> DATA PROVIDED
□ □ □ □ □ □ □
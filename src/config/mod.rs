//! Configuration module for News-Harvest
//!
//! This module handles loading, parsing, and validating TOML configuration files.
//! All settings have compiled-in defaults; a file only overrides what it names.
//!
//! # Example
//!
//! ```no_run
//! use news_harvest::config::load_config;
//! use std::path::Path;
//!
//! let config = load_config(Path::new("harvest.toml")).unwrap();
//! println!("Crawling from: {}", config.crawler.seed_url);
//! ```

mod parser;
mod types;
mod validation;

// Re-export types
pub use types::{
    Config, CrawlerConfig, OutputConfig, SelectorConfig, UserAgentConfig, DEFAULT_SITE,
};

// Re-export parser functions
pub use parser::{compute_config_hash, load_config, load_config_with_hash, parse_config};

impl Config {
    /// Validates this configuration
    pub fn validate(&self) -> crate::ConfigResult<()> {
        validation::validate(self)
    }
}
//! News-Harvest: a single-site article crawler
//!
//! This crate crawls one website from a seed URL, extracts a structured article
//! (title, publish date, body) from every page it visits, and follows same-site
//! links until the persistent frontier has no unvisited URL left.

pub mod config;
pub mod crawler;
pub mod output;
pub mod state;
pub mod storage;

use thiserror::Error;

/// Main error type for News-Harvest operations
#[derive(Debug, Error)]
pub enum HarvestError {
    #[error("Configuration error: {0}")]
    Config(#[from] ConfigError),

    #[error("Fetch failed for {url}: {source}")]
    Fetch { url: String, source: reqwest::Error },

    #[error("Could not parse document at {url}: {message}")]
    Parse { url: String, message: String },

    #[error("Storage error: {0}")]
    Storage(#[from] storage::StorageError),

    #[error("HTTP client error: {0}")]
    HttpClient(#[from] reqwest::Error),
}

impl HarvestError {
    /// Returns true for errors scoped to a single URL (fetch or parse)
    pub fn is_page_error(&self) -> bool {
        matches!(self, Self::Fetch { .. } | Self::Parse { .. })
    }
}

/// Configuration-specific errors
#[derive(Debug, Error)]
pub enum ConfigError {
    #[error("Failed to read config file: {0}")]
    Io(#[from] std::io::Error),

    #[error("Failed to parse TOML: {0}")]
    Parse(#[from] toml::de::Error),

    #[error("Validation error: {0}")]
    Validation(String),

    #[error("Invalid URL in config: {0}")]
    InvalidUrl(String),

    #[error("Invalid CSS selector: {0}")]
    InvalidSelector(String),
}

/// Result type alias for News-Harvest operations
pub type Result<T> = std::result::Result<T, HarvestError>;

/// Result type alias for configuration operations
pub type ConfigResult<T> = std::result::Result<T, ConfigError>;

// Re-export commonly used types
pub use config::Config;
pub use crawler::{crawl, CrawlReport, Crawler};
pub use state::{FailurePolicy, UrlState};
pub use storage::{Article, ArticleStore, FrontierStore, UrlRecord};
//! Storage traits and error types
//!
//! This module defines the interfaces of the two persistent stores the crawler
//! owns: the URL frontier and the article table.

use crate::state::{FailureDisposition, FailurePolicy, UrlState};
use crate::storage::{Article, UrlRecord};
use thiserror::Error;

/// Errors that can occur during storage operations
#[derive(Debug, Error)]
pub enum StorageError {
    #[error("Failed to open store at {path}: {source}")]
    Open {
        path: String,
        source: rusqlite::Error,
    },

    #[error("SQLite error: {0}")]
    Sqlite(#[from] rusqlite::Error),

    #[error("Store lock poisoned: {0}")]
    LockPoisoned(String),

    #[error("Corrupt record for {url}: {reason}")]
    CorruptRecord { url: String, reason: String },

    #[error("Store call did not complete: {0}")]
    Interrupted(String),
}

/// Result type for storage operations
pub type StorageResult<T> = Result<T, StorageError>;

/// The persistent set of discovered URLs and their crawl state
///
/// Multi-row mutations are all-or-nothing: if any row fails, no row changes.
pub trait FrontierStore {
    // ===== Crawl Operations =====

    /// Inserts the root URL as unvisited, but only if the store is empty
    ///
    /// Returns true if the URL was inserted.
    fn seed(&mut self, url: &str) -> StorageResult<bool>;

    /// Returns up to `limit` unvisited URLs in storage order
    ///
    /// An empty result means the frontier is exhausted.
    fn next_batch(&self, limit: usize) -> StorageResult<Vec<String>>;

    /// Marks every URL in the batch visited, in a single transaction
    fn mark_visited(&mut self, urls: &[String]) -> StorageResult<()>;

    /// Inserts each URL as unvisited unless it is already present, in a single transaction
    ///
    /// Returns how many rows were actually created.
    fn insert_if_absent(&mut self, urls: &[String]) -> StorageResult<usize>;

    /// Marks one URL scraped (which also implies visited)
    fn mark_scraped(&mut self, url: &str) -> StorageResult<()>;

    /// Counts a failed attempt against a URL and applies the failure policy
    ///
    /// A scraped URL is never returned to the frontier.
    fn record_failure(
        &mut self,
        url: &str,
        policy: FailurePolicy,
    ) -> StorageResult<FailureDisposition>;

    /// Returns URLs a previous run claimed but never finished to the frontier
    ///
    /// Only the retry policy reclaims them, and only while their attempts are
    /// below the limit. Returns how many URLs were reclaimed.
    fn reclaim_unfinished(&mut self, policy: FailurePolicy) -> StorageResult<usize>;

    // ===== Inspection =====

    /// Gets a URL record
    fn get_url(&self, url: &str) -> StorageResult<Option<UrlRecord>>;

    /// Gets the total number of URLs in the frontier
    fn count_urls(&self) -> StorageResult<u64>;

    /// Counts URLs in a given state
    fn count_by_state(&self, state: UrlState) -> StorageResult<u64>;

    /// Counts URLs that have failed at least `min_attempts` times
    fn count_with_attempts(&self, min_attempts: u32) -> StorageResult<u64>;

    /// Counts rows that are scraped but not visited (always 0 for a healthy store)
    fn count_inconsistent(&self) -> StorageResult<u64>;
}

/// The persistent table of extracted articles
pub trait ArticleStore {
    /// Inserts an article keyed by URL
    ///
    /// An existing article for the URL is left untouched; this is not an error.
    /// Returns true if the article was inserted.
    fn insert_if_absent(&mut self, article: &Article) -> StorageResult<bool>;

    /// Gets the article stored for a URL
    fn get_article(&self, url: &str) -> StorageResult<Option<Article>>;

    /// Gets the total number of stored articles
    fn count_articles(&self) -> StorageResult<u64>;
}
□ □ □ □ □ □ □
> PROBLEM DETAILS
Exactly as they appear above, copy out all the records.

> EXERCISE OUTPUT
filename src/config/mod.rs
//! Configuration module for News-Harvest
//!
//! This module handles loading, parsing, and validating TOML configuration files.
//! All settings have compiled-in defaults; a file only overrides what it names.
//!
//! # Example
//!
//! ```no_run
//! use news_harvest::config::load_config;
//! use std::path::Path;
//!
//! let config = load_config(Path::new("harvest.toml")).unwrap();
//! println!("Crawling from: {}", config.crawler.seed_url);
//! ```

mod parser;
mod types;
mod validation;

// Re-export types
pub use types::{
    Config, CrawlerConfig, OutputConfig, SelectorConfig, UserAgentConfig, DEFAULT_SITE,
};

// Re-export parser functions
pub use parser::{compute_config_hash, load_config, load_config_with_hash, parse_config};

impl Config {
    /// Validates this configuration
    pub fn validate(&self) -> crate::ConfigResult<()> {
        validation::validate(self)
    }
}
//! News-Harvest: a single-site article crawler
//!
//! This crate crawls one website from a seed URL, extracts a structured article
//! (title, publish date, body) from every page it visits, and follows same-site
//! links until the persistent frontier has no unvisited URL left.

pub mod config;
pub mod crawler;
pub mod output;
pub mod state;
pub mod storage;

use thiserror::Error;

/// Main error type for News-Harvest operations
#[derive(Debug, Error)]
pub enum HarvestError {
    #[error("Configuration error: {0}")]
    Config(#[from] ConfigError),

    #[error("Fetch failed for {url}: {source}")]
    Fetch { url: String, source: reqwest::Error },

    #[error("Could not parse document at {url}: {message}")]
    Parse { url: String, message: String },

    #[error("Storage error: {0}")]
    Storage(#[from] storage::StorageError),

    #[error("HTTP client error: {0}")]
    HttpClient(#[from] reqwest::Error),
}

impl HarvestError {
    /// Returns true for errors scoped to a single URL (fetch or parse)
    pub fn is_page_error(&self) -> bool {
        matches!(self, Self::Fetch { .. } | Self::Parse { .. })
    }
}

/// Configuration-specific errors
#[derive(Debug, Error)]
pub enum ConfigError {
    #[error("Failed to read config file: {0}")]
    Io(#[from] std::io::Error),

    #[error("Failed to parse TOML: {0}")]
    Parse(#[from] toml::de::Error),

    #[error("Validation error: {0}")]
    Validation(String),

    #[error("Invalid URL in config: {0}")]
    InvalidUrl(String),

    #[error("Invalid CSS selector: {0}")]
    InvalidSelector(String),
}

/// Result type alias for News-Harvest operations
pub type Result<T> = std::result::Result<T, HarvestError>;

/// Result type alias for configuration operations
pub type ConfigResult<T> = std::result::Result<T, ConfigError>;

// Re-export commonly used types
pub use config::Config;
pub use crawler::{crawl, CrawlReport, Crawler};
pub use state::{FailurePolicy, UrlState};
pub use storage::{Article, ArticleStore, FrontierStore, UrlRecord};
//! Storage traits and error types
//!
//! This module defines the interfaces of the two persistent stores the crawler
//! owns: the URL frontier and the article table.

use crate::state::{FailureDisposition, FailurePolicy, UrlState};
use crate::storage::{Article, UrlRecord};
use thiserror::Error;

/// Errors that can occur during storage operations
#[derive(Debug, Error)]
pub enum StorageError {
    #[error("Failed to open store at {path}: {source}")]
    Open {
        path: String,
        source: rusqlite::Error,
    },

    #[error("SQLite error: {0}")]
    Sqlite(#[from] rusqlite::Error),

    #[error("Store lock poisoned: {0}")]
    LockPoisoned(String),

    #[error("Corrupt record for {url}: {reason}")]
    CorruptRecord { url: String, reason: String },

    #[error("Store call did not complete: {0}")]
    Interrupted(String),
}

/// Result type for storage operations
pub type StorageResult<T> = Result<T, StorageError>;

/// The persistent set of discovered URLs and their crawl state
///
/// Multi-row mutations are all-or-nothing: if any row fails, no row changes.
pub trait FrontierStore {
    // ===== Crawl Operations =====

    /// Inserts the root URL as unvisited, but only if the store is empty
    ///
    /// Returns true if the URL was inserted.
    fn seed(&mut self, url: &str) -> StorageResult<bool>;

    /// Returns up to `limit` unvisited URLs in storage order
    ///
    /// An empty result means the frontier is exhausted.
    fn next_batch(&self, limit: usize) -> StorageResult<Vec<String>>;

    /// Marks every URL in the batch visited, in a single transaction
    fn mark_visited(&mut self, urls: &[String]) -> StorageResult<()>;

    /// Inserts each URL as unvisited unless it is already present, in a single transaction
    ///
    /// Returns how many rows were actually created.
    fn insert_if_absent(&mut self, urls: &[String]) -> StorageResult<usize>;

    /// Marks one URL scraped (which also implies visited)
    fn mark_scraped(&mut self, url: &str) -> StorageResult<()>;

    /// Counts a failed attempt against a URL and applies the failure policy
    ///
    /// A scraped URL is never returned to the frontier.
    fn record_failure(
        &mut self,
        url: &str,
        policy: FailurePolicy,
    ) -> StorageResult<FailureDisposition>;

    /// Returns URLs a previous run claimed but never finished to the frontier
    ///
    /// Only the retry policy reclaims them, and only while their attempts are
    /// below the limit. Returns how many URLs were reclaimed.
    fn reclaim_unfinished(&mut self, policy: FailurePolicy) -> StorageResult<usize>;

    // ===== Inspection =====

    /// Gets a URL record
    fn get_url(&self, url: &str) -> StorageResult<Option<UrlRecord>>;

    /// Gets the total number of URLs in the frontier
    fn count_urls(&self) -> StorageResult<u64>;

    /// Counts URLs in a given state
    fn count_by_state(&self, state: UrlState) -> StorageResult<u64>;

    /// Counts URLs that have failed at least `min_attempts` times
    fn count_with_attempts(&self, min_attempts: u32) -> StorageResult<u64>;

    /// Counts rows that are scraped but not visited (always 0 for a healthy store)
    fn count_inconsistent(&self) -> StorageResult<u64>;
}

/// The persistent table of extracted articles
pub trait ArticleStore {
    /// Inserts an article keyed by URL
    ///
    /// An existing article for the URL is left untouched; this is not an error.
    /// Returns true if the article was inserted.
    fn insert_if_absent(&mut self, article: &Article) -> StorageResult<bool>;

    /// Gets the article stored for a URL
    fn get_article(&self, url: &str) -> StorageResult<Option<Article>>;

    /// Gets the total number of stored articles
    fn count_articles(&self) -> StorageResult<u64>;
}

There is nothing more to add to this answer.